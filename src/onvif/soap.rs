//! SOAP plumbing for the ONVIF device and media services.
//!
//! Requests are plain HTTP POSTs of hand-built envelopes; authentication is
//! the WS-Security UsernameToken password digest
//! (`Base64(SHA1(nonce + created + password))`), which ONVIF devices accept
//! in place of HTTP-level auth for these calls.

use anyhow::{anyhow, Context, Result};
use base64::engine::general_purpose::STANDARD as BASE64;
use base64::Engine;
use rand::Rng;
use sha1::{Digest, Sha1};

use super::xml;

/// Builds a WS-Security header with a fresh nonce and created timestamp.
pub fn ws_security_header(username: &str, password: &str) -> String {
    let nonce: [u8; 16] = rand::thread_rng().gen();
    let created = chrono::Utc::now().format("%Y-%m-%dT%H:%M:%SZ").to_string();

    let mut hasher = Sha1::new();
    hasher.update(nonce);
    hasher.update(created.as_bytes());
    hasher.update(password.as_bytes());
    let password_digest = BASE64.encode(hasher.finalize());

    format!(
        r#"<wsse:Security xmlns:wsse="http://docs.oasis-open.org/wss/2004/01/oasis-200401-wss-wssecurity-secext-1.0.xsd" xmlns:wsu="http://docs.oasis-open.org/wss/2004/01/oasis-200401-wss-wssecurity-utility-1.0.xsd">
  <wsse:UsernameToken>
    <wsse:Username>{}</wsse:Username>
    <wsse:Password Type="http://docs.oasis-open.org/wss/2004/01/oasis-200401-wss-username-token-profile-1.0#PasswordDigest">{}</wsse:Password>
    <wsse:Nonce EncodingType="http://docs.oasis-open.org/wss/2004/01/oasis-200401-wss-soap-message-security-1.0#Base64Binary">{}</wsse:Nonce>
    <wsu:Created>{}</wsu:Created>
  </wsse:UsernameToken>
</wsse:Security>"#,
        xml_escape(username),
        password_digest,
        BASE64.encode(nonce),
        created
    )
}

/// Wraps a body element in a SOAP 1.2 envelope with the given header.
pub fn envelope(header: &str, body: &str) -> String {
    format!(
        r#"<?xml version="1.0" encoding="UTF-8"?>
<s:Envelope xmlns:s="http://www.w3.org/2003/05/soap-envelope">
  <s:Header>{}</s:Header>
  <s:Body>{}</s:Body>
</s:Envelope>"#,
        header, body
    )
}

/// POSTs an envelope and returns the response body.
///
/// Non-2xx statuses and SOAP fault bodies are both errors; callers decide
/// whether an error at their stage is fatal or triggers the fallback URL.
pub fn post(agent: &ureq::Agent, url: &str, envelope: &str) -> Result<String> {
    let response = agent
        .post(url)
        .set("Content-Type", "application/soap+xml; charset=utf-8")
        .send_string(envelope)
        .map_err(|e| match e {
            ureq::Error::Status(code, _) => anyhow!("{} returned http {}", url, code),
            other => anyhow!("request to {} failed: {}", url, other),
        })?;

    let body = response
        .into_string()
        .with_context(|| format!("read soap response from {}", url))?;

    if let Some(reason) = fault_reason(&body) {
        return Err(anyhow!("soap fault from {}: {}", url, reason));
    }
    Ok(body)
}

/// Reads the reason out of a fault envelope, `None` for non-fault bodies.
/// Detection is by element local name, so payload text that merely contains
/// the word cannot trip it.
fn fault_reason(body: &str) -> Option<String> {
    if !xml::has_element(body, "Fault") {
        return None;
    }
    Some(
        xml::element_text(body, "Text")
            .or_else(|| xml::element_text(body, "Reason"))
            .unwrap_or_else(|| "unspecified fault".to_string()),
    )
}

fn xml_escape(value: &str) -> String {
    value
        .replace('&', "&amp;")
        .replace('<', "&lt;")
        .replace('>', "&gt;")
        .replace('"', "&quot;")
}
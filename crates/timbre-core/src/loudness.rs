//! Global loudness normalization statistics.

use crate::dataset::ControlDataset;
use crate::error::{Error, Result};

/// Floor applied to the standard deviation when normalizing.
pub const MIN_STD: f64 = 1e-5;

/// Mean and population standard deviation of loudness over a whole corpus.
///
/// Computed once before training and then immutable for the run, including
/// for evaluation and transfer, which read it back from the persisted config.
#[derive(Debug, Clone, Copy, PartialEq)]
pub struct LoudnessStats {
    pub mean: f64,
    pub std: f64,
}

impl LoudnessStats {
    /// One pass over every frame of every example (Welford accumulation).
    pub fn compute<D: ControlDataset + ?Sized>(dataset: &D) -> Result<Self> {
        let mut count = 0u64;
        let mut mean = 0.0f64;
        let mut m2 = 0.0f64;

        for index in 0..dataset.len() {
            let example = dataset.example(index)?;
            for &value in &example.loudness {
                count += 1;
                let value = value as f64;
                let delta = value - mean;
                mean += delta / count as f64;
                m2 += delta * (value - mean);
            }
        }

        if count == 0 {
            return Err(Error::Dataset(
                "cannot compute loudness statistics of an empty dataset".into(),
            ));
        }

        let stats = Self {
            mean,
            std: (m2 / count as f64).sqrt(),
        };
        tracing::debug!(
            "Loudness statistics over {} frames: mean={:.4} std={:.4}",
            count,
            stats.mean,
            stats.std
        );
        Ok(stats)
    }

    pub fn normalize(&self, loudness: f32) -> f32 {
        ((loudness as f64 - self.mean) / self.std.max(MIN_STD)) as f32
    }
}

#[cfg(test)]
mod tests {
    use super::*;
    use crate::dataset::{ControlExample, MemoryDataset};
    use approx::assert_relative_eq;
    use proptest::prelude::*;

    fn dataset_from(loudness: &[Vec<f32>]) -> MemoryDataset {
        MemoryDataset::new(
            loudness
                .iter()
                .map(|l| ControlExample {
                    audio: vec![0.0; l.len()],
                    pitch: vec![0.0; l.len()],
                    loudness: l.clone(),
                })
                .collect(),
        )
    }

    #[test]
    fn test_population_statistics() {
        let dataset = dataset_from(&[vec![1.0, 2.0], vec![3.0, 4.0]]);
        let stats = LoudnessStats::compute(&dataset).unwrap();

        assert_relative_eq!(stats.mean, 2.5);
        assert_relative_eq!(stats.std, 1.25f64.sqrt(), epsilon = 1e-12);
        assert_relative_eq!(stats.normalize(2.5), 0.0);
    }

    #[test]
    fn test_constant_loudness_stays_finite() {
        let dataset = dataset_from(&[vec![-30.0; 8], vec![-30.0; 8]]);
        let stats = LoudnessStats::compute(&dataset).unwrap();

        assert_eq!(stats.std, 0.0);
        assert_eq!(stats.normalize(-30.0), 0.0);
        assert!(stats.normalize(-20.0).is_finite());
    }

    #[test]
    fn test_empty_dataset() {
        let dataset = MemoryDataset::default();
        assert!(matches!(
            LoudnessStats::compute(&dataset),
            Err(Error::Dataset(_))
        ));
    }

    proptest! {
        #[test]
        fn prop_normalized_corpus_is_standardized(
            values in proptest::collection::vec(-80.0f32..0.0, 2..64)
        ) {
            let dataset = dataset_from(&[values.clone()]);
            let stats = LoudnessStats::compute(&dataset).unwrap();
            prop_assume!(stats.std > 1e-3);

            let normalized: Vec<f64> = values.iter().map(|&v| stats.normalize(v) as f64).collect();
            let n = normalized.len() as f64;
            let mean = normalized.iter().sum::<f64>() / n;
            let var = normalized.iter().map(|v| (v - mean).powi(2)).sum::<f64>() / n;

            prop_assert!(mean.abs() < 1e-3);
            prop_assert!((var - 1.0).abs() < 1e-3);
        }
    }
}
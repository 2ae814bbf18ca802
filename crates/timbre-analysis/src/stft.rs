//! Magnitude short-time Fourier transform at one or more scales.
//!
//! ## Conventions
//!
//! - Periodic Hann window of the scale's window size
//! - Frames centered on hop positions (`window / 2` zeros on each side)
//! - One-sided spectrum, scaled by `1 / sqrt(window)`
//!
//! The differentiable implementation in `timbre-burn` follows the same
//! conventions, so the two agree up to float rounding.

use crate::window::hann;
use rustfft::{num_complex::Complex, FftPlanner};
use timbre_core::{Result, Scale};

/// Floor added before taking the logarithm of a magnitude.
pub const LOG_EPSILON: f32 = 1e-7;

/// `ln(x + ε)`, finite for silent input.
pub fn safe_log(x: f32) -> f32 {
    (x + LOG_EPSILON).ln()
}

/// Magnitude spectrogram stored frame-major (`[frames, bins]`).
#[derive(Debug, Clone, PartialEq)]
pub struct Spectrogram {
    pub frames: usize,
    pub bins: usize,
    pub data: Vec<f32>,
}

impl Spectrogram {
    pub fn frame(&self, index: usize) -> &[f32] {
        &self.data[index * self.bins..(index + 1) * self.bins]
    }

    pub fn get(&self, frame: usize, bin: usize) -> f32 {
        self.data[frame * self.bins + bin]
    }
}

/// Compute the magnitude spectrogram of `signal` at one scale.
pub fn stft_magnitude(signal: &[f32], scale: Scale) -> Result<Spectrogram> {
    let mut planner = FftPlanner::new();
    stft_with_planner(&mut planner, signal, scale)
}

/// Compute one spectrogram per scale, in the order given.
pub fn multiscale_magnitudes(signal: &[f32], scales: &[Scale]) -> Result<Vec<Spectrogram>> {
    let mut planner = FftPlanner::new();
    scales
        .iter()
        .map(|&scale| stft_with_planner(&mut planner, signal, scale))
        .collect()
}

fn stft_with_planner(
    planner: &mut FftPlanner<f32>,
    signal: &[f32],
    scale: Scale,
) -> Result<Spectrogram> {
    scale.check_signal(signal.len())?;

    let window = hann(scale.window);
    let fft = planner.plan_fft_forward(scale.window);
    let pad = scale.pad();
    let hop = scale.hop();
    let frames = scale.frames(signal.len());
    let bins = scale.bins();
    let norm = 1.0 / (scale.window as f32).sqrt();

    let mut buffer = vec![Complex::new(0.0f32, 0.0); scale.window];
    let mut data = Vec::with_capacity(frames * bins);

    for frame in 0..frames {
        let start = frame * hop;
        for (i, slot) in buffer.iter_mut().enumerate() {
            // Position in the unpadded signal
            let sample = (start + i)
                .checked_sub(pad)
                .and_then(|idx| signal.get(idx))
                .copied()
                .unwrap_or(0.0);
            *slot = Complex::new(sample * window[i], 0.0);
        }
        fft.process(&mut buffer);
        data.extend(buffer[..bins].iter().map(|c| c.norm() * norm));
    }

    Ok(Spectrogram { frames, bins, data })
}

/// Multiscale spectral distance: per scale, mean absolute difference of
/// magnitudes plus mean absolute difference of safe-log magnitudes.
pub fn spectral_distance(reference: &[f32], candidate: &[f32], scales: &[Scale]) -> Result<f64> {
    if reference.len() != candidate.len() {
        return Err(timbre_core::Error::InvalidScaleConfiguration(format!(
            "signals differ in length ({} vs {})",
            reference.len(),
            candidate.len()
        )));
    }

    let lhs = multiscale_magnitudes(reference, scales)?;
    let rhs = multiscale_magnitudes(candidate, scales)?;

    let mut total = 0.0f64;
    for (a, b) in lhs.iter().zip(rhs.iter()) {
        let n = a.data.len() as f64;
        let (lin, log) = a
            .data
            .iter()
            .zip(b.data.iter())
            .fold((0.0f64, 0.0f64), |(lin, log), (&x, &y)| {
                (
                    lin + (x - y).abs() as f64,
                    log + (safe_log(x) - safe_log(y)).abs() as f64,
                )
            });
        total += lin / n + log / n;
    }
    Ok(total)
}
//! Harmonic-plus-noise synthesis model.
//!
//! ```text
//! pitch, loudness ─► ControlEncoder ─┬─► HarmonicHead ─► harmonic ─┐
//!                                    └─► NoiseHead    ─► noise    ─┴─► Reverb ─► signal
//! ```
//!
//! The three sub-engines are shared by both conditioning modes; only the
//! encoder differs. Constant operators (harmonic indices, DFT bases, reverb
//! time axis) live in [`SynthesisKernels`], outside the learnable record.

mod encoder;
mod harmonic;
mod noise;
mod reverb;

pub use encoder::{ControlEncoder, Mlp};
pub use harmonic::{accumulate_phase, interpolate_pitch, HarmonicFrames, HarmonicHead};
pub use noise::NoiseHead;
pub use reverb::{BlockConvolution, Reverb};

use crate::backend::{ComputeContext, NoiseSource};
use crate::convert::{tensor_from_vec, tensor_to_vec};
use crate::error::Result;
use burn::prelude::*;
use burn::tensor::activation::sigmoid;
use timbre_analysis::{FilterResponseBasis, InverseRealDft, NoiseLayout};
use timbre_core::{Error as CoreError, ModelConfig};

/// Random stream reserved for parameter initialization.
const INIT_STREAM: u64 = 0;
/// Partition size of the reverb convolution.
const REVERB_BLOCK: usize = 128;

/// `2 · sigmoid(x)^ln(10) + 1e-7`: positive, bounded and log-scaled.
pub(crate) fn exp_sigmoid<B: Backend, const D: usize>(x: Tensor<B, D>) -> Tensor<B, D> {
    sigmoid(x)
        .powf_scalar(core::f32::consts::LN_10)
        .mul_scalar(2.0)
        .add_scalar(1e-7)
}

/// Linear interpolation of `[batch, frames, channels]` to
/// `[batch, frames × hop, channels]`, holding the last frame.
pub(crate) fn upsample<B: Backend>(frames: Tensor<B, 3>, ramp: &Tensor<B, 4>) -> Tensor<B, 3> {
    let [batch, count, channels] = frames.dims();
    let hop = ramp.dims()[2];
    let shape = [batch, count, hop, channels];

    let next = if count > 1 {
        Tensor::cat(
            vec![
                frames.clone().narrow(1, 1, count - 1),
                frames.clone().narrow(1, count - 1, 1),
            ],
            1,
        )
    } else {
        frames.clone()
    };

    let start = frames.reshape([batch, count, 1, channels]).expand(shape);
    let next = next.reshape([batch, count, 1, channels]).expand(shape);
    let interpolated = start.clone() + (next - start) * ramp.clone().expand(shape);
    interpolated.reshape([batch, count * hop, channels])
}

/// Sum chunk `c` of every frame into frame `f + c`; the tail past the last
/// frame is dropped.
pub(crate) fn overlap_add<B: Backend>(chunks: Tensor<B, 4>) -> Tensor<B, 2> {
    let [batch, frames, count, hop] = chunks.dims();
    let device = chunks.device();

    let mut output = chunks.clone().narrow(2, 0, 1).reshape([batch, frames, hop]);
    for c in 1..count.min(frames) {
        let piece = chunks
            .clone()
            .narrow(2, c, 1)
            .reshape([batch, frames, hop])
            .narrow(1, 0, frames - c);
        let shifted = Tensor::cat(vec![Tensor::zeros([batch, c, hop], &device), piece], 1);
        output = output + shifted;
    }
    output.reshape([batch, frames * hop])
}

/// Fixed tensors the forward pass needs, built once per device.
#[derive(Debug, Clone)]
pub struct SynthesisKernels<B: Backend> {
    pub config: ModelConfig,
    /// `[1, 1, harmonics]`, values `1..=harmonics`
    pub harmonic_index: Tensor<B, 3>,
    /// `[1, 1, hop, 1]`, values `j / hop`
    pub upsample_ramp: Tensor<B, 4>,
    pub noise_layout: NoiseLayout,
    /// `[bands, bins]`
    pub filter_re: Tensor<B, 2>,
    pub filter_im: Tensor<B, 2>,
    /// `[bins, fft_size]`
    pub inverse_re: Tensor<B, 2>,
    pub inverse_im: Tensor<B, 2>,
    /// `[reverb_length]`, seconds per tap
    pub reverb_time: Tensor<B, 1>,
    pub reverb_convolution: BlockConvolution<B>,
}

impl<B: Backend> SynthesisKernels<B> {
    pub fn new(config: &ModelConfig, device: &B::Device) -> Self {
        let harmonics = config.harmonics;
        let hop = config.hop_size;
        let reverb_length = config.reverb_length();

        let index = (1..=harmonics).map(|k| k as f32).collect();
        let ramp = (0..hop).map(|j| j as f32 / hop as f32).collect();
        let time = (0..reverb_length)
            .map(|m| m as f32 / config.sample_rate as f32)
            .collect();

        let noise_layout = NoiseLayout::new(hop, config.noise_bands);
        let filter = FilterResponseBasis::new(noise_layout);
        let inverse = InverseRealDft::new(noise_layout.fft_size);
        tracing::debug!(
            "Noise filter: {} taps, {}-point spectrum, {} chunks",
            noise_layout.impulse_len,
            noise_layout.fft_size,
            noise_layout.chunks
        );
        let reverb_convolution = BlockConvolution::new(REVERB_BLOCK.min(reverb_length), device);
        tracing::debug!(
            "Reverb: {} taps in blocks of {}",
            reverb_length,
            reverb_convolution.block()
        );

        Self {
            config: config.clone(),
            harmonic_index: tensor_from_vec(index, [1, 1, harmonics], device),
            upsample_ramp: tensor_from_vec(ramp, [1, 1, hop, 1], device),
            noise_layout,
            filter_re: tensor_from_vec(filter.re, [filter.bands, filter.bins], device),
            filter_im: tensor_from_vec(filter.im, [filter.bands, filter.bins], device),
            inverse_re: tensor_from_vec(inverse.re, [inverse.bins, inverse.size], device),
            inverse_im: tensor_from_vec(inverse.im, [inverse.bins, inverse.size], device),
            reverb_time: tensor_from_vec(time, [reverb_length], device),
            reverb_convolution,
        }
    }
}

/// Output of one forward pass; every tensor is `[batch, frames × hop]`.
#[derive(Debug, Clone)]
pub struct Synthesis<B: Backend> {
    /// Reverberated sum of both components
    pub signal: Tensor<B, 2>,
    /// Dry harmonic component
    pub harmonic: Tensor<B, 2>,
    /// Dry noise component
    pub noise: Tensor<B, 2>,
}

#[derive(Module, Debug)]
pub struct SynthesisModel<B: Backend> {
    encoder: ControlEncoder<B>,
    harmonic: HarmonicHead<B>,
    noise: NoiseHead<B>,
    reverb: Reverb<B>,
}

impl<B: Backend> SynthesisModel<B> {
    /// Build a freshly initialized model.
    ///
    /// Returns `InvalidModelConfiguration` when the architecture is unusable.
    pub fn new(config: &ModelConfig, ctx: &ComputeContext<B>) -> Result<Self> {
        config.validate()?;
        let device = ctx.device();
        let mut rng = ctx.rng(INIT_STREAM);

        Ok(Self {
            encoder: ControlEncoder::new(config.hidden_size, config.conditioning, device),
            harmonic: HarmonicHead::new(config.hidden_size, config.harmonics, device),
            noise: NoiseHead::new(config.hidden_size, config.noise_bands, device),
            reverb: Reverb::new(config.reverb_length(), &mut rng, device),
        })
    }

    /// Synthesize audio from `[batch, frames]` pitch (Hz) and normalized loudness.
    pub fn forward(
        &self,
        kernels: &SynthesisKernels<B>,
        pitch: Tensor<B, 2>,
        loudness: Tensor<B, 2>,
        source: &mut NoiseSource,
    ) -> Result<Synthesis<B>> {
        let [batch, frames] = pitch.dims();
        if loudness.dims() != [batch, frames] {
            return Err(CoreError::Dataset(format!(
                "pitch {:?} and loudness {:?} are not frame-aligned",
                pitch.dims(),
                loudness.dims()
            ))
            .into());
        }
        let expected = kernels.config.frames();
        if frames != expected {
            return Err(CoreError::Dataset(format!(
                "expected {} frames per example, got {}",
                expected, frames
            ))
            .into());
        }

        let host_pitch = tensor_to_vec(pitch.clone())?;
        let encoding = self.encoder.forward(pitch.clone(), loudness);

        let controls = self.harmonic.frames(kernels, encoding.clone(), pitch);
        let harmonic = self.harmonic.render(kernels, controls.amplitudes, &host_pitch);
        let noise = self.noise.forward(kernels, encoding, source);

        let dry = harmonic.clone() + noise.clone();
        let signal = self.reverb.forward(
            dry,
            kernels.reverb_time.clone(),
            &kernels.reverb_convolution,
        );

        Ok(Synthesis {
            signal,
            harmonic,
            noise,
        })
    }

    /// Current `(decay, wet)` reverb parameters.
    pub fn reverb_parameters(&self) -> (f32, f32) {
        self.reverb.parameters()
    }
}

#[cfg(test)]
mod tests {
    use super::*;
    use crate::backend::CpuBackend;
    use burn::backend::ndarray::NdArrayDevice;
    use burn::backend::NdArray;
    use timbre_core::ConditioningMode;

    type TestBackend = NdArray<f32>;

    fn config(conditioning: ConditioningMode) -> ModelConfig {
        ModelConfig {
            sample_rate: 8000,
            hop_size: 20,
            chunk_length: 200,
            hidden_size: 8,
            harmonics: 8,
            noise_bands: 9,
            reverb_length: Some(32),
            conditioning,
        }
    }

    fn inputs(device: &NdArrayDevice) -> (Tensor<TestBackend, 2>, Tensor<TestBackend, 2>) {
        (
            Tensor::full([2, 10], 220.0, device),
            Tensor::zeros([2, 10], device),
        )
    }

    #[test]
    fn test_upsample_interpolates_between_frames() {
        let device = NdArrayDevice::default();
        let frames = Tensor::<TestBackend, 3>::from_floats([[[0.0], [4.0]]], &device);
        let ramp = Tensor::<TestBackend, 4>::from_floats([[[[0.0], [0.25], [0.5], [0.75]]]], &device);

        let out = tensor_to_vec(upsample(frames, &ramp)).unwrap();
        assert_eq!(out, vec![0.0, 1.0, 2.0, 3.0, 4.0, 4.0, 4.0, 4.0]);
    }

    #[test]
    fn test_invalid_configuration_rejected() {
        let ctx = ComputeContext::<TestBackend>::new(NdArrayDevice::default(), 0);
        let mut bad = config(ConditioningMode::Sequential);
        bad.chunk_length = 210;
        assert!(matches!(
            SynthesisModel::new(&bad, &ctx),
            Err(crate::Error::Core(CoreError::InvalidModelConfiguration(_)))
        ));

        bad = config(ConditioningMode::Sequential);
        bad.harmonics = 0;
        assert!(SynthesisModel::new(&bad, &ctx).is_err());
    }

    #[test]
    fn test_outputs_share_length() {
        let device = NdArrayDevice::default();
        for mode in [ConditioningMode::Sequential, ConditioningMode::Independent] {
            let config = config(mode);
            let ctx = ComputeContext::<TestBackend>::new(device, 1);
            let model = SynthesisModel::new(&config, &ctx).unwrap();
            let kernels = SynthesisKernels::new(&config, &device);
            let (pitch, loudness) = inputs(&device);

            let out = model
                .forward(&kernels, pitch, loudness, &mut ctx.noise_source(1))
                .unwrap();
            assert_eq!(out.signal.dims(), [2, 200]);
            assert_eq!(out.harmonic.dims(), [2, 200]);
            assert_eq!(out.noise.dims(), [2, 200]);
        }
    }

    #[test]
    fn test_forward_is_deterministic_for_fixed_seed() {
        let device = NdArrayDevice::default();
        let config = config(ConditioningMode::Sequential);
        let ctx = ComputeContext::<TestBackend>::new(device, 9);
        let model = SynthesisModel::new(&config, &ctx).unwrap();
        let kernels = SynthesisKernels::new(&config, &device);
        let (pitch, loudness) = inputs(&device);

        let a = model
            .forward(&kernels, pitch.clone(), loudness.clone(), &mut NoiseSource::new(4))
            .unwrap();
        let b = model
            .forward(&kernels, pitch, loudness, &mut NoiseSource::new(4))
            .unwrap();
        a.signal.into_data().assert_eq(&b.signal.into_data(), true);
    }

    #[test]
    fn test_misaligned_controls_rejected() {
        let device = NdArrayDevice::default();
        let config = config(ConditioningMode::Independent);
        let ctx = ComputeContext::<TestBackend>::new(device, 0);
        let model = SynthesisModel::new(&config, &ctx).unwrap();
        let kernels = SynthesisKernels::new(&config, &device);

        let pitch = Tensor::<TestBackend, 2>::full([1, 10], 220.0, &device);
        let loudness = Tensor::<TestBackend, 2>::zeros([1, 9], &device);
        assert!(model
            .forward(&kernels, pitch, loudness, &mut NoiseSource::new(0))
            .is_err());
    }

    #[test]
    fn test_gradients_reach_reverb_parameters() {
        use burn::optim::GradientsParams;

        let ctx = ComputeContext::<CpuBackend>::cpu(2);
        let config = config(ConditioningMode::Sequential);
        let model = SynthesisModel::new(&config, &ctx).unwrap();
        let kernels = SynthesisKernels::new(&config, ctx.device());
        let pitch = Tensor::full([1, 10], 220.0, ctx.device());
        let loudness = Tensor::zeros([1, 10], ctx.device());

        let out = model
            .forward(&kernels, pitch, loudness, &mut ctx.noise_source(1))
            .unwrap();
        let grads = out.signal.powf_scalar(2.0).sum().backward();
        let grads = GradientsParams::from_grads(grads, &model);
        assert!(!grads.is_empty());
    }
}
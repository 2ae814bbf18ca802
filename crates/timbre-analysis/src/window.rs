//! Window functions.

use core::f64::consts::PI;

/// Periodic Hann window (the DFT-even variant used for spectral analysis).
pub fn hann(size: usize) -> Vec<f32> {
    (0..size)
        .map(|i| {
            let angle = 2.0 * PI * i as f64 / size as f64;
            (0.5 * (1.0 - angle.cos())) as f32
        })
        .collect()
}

==================================================

Copy verbatim, from the listing above, each line from the one containing "example (Welford accumulation)." down to the one containing "pub fn normalize(&self, loudness: f32)", inclusive.

    /// One pass over every frame of every example (Welford accumulation).
    pub fn compute<D: ControlDataset + ?Sized>(dataset: &D) -> Result<Self> {
        let mut count = 0u64;
        let mut mean = 0.0f64;
        let mut m2 = 0.0f64;

        for index in 0..dataset.len() {
            let example = dataset.example(index)?;
            for &value in &example.loudness {
                count += 1;
                let value = value as f64;
                let delta = value - mean;
                mean += delta / count as f64;
                m2 += delta * (value - mean);
            }
        }

        if count == 0 {
            return Err(Error::Dataset(
                "cannot compute loudness statistics of an empty dataset".into(),
            ));
        }

        let stats = Self {
            mean,
            std: (m2 / count as f64).sqrt(),
        };
        tracing::debug!(
            "Loudness statistics over {} frames: mean={:.4} std={:.4}",
            count,
            stats.mean,
            stats.std
        );
        Ok(stats)
    }

    pub fn normalize(&self, loudness: f32) -> f32 {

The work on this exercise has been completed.